> Work required
Please print all the lines below exactly as they are written.

Saved entries
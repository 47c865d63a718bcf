//! # User Management HTTP Handlers
//!
//! 관리자(admin 이상)가 사용하는 사용자 관리 엔드포인트입니다.
//! 스코프 전체가 `AuthMiddleware::required_with_role(Role::Admin)`로 보호되며,
//! 세부 권한(역할 부여 범위, 자기 자신 수정 금지)은 서비스 계층이 판정합니다.
//!
//! | 메서드 | 경로 | 설명 | 상태 코드 |
//! |--------|------|------|-----------|
//! | `POST` | `/api/v1/users` | 역할 지정 계정 생성 | 201 Created |
//! | `GET` | `/api/v1/users/pending` | 승인 대기 목록 | 200 OK |
//! | `PUT` | `/api/v1/users/{id}/role` | 역할 변경 | 200 OK |
//! | `POST` | `/api/v1/users/{id}/approve` | 가입 승인 | 200 OK |
//! | `DELETE` | `/api/v1/users/{id}/reject` | 가입 거절 (삭제) | 200 OK |

use actix_web::{web, HttpResponse, get, post, put, delete};
use validator::Validate;
use crate::core::AppState;
use crate::domain::auth::AuthenticatedUser;
use crate::domain::dto::{
    common::ApiResponse,
    users::request::{CreateUserRequest, UpdateRoleRequest},
};
use crate::errors::AppError;

/// 관리자 계정 생성 핸들러
///
/// admin은 `user` 역할만, super_admin은 모든 역할을 생성할 수 있습니다.
/// 생성된 계정은 승인된 상태입니다.
///
/// # 사용 예제
///
/// ```bash
/// curl -X POST http://localhost:8080/api/v1/users \
///   -H "Authorization: Bearer $ACCESS_TOKEN" \
///   -H "Content-Type: application/json" \
///   -d '{"username": "staff01", "email": "staff01@example.com", "password": "SecurePass123!", "role": "user"}'
/// ```
#[post("")]
pub async fn create_user(
    state: web::Data<AppState>,
    actor: AuthenticatedUser,
    payload: web::Json<CreateUserRequest>,
) -> Result<HttpResponse, AppError> {
    // 유효성 검사
    payload.validate()
        .map_err(|e| AppError::ValidationError(e.to_string()))?;

    let user = state.user_service.create_user(&actor, payload.into_inner()).await?;

    Ok(HttpResponse::Created().json(ApiResponse::success("user created successfully", user)))
}

#[get("/pending")]
pub async fn pending_users(
    state: web::Data<AppState>,
    actor: AuthenticatedUser,
) -> Result<HttpResponse, AppError> {
    let pending = state.user_service.pending_users(&actor).await?;

    Ok(HttpResponse::Ok().json(ApiResponse::success("pending users retrieved", pending)))
}

/// 역할 변경 핸들러
///
/// 자기 자신의 역할은 바꿀 수 없습니다.
#[put("/{user_id}/role")]
pub async fn update_role(
    state: web::Data<AppState>,
    actor: AuthenticatedUser,
    user_id: web::Path<String>,
    payload: web::Json<UpdateRoleRequest>,
) -> Result<HttpResponse, AppError> {
    let user = state
        .user_service
        .update_role(&actor, &user_id, &payload.role)
        .await?;

    Ok(HttpResponse::Ok().json(ApiResponse::success("user role updated successfully", user)))
}

#[post("/{user_id}/approve")]
pub async fn approve_user(
    state: web::Data<AppState>,
    actor: AuthenticatedUser,
    user_id: web::Path<String>,
) -> Result<HttpResponse, AppError> {
    let user = state.user_service.approve_user(&actor, &user_id).await?;

    Ok(HttpResponse::Ok().json(ApiResponse::success("user approved successfully", user)))
}

/// 가입 거절 핸들러
///
/// 승인 대기 중인 계정만 거절할 수 있으며, 거절된 계정은 삭제됩니다.
#[delete("/{user_id}/reject")]
pub async fn reject_user(
    state: web::Data<AppState>,
    actor: AuthenticatedUser,
    user_id: web::Path<String>,
) -> Result<HttpResponse, AppError> {
    let rejected = state.user_service.reject_user(&actor, &user_id).await?;

    Ok(HttpResponse::Ok().json(ApiResponse::success("user rejected and removed", rejected)))
}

> Answer
repository 47c865d63a718bcf
//! # User Management HTTP Handlers
//!
//! 관리자(admin 이상)가 사용하는 사용자 관리 엔드포인트입니다.
//! 스코프 전체가 `AuthMiddleware::required_with_role(Role::Admin)`로 보호되며,
//! 세부 권한(역할 부여 범위, 자기 자신 수정 금지)은 서비스 계층이 판정합니다.
//!
//! | 메서드 | 경로 | 설명 | 상태 코드 |
//! |--------|------|------|-----------|
//! | `POST` | `/api/v1/users` | 역할 지정 계정 생성 | 201 Created |
//! | `GET` | `/api/v1/users/pending` | 승인 대기 목록 | 200 OK |
//! | `PUT` | `/api/v1/users/{id}/role` | 역할 변경 | 200 OK |
//! | `POST` | `/api/v1/users/{id}/approve` | 가입 승인 | 200 OK |
//! | `DELETE` | `/api/v1/users/{id}/reject` | 가입 거절 (삭제) | 200 OK |

use actix_web::{web, HttpResponse, get, post, put, delete};
use validator::Validate;
use crate::core::AppState;
use crate::domain::auth::AuthenticatedUser;
use crate::domain::dto::{
    common::ApiResponse,
    users::request::{CreateUserRequest, UpdateRoleRequest},
};
use crate::errors::AppError;

/// 관리자 계정 생성 핸들러
///
/// admin은 `user` 역할만, super_admin은 모든 역할을 생성할 수 있습니다.
/// 생성된 계정은 승인된 상태입니다.
///
/// # 사용 예제
///
/// ```bash
/// curl -X POST http://localhost:8080/api/v1/users \
///   -H "Authorization: Bearer $ACCESS_TOKEN" \
///   -H "Content-Type: application/json" \
///   -d '{"username": "staff01", "email": "staff01@example.com", "password": "SecurePass123!", "role": "user"}'
/// ```
#[post("")]
pub async fn create_user(
    state: web::Data<AppState>,
    actor: AuthenticatedUser,
    payload: web::Json<CreateUserRequest>,
) -> Result<HttpResponse, AppError> {
    // 유효성 검사
    payload.validate()
        .map_err(|e| AppError::ValidationError(e.to_string()))?;

    let user = state.user_service.create_user(&actor, payload.into_inner()).await?;

    Ok(HttpResponse::Created().json(ApiResponse::success("user created successfully", user)))
}

#[get("/pending")]
pub async fn pending_users(
    state: web::Data<AppState>,
    actor: AuthenticatedUser,
) -> Result<HttpResponse, AppError> {
    let pending = state.user_service.pending_users(&actor).await?;

    Ok(HttpResponse::Ok().json(ApiResponse::success("pending users retrieved", pending)))
}

/// 역할 변경 핸들러
///
/// 자기 자신의 역할은 바꿀 수 없습니다.
#[put("/{user_id}/role")]
pub async fn update_role(
    state: web::Data<AppState>,
    actor: AuthenticatedUser,
    user_id: web::Path<String>,
    payload: web::Json<UpdateRoleRequest>,
) -> Result<HttpResponse, AppError> {
    let user = state
        .user_service
        .update_role(&actor, &user_id, &payload.role)
        .await?;

    Ok(HttpResponse::Ok().json(ApiResponse::success("user role updated successfully", user)))
}

#[post("/{user_id}/approve")]
pub async fn approve_user(
    state: web::Data<AppState>,
    actor: AuthenticatedUser,
    user_id: web::Path<String>,
) -> Result<HttpResponse, AppError> {
    let user = state.user_service.approve_user(&actor, &user_id).await?;

    Ok(HttpResponse::Ok().json(ApiResponse::success("user approved successfully", user)))
}

/// 가입 거절 핸들러
///
/// 승인 대기 중인 계정만 거절할 수 있으며, 거절된 계정은 삭제됩니다.
#[delete("/{user_id}/reject")]
pub async fn reject_user(
    state: web::Data<AppState>,
    actor: AuthenticatedUser,
    user_id: web::Path<String>,
) -> Result<HttpResponse, AppError> {
    let rejected = state.user_service.reject_user(&actor, &user_id).await?;

    Ok(HttpResponse::Ok().json(ApiResponse::success("user rejected and removed", rejected)))
}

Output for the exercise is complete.